### What you need to do
Leave out the lines before the one with "Warpdrop preset renderer."; output that line and all remaining lines of the records exactly.
Top of Material shown
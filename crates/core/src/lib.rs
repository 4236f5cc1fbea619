//! Core library for the Warpdrop preset renderer.
//!
//! A preset is compiled once from its parsed description and then driven one
//! frame at a time: per-frame and per-pixel formulas run against the audio
//! snapshot, the previous frame is warped through a procedural mesh,
//! overlays are drawn on top and a composite shader produces the output.
//! All GPU work goes through the [`RenderBackend`] trait, so the same
//! pipeline runs on a real context or on the headless [`RecordingBackend`].

pub mod analysis;
pub mod audio;
pub mod config;
pub mod error;
pub mod expr;
pub mod mesh;
pub mod overlay;
pub mod preset;
pub mod render;
pub mod shader;
pub mod state;

pub use analysis::FeatureExtractor;
pub use audio::{Channel, FrameAudioData};
pub use config::{AttachmentFormat, CompatConfig, EngineConfig, MeshConfig};
pub use error::{ExprError, GpuError, LoadError, RenderError, Result, ShaderError};
pub use expr::{CompiledProgram, ExprContext, PerFrameEvaluator, PerPixelEvaluator};
pub use mesh::{MeshCache, WarpMesh};
pub use preset::{PresetDescription, ShapeDescription, WaveDescription};
pub use render::{
    FramePipeline, FrameStage, FrameTrace, Pass, PassKind, Preset, RecordingBackend,
    RenderBackend,
};
pub use shader::{ShaderOutcome, ShaderSlot, ShaderSource};
pub use state::{NamedTextures, PresetState, RenderContext, TextureHandle};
Bottom of Material shown
### Answer to this task
//! Core library for the Warpdrop preset renderer.
//!
//! A preset is compiled once from its parsed description and then driven one
//! frame at a time: per-frame and per-pixel formulas run against the audio
//! snapshot, the previous frame is warped through a procedural mesh,
//! overlays are drawn on top and a composite shader produces the output.
//! All GPU work goes through the [`RenderBackend`] trait, so the same
//! pipeline runs on a real context or on the headless [`RecordingBackend`].

pub mod analysis;
pub mod audio;
pub mod config;
pub mod error;
pub mod expr;
pub mod mesh;
pub mod overlay;
pub mod preset;
pub mod render;
pub mod shader;
pub mod state;

pub use analysis::FeatureExtractor;
pub use audio::{Channel, FrameAudioData};
pub use config::{AttachmentFormat, CompatConfig, EngineConfig, MeshConfig};
pub use error::{ExprError, GpuError, LoadError, RenderError, Result, ShaderError};
pub use expr::{CompiledProgram, ExprContext, PerFrameEvaluator, PerPixelEvaluator};
pub use mesh::{MeshCache, WarpMesh};
pub use preset::{PresetDescription, ShapeDescription, WaveDescription};
pub use render::{
    FramePipeline, FrameStage, FrameTrace, Pass, PassKind, Preset, RecordingBackend,
    RenderBackend,
};
pub use shader::{ShaderOutcome, ShaderSlot, ShaderSource};
pub use state::{NamedTextures, PresetState, RenderContext, TextureHandle};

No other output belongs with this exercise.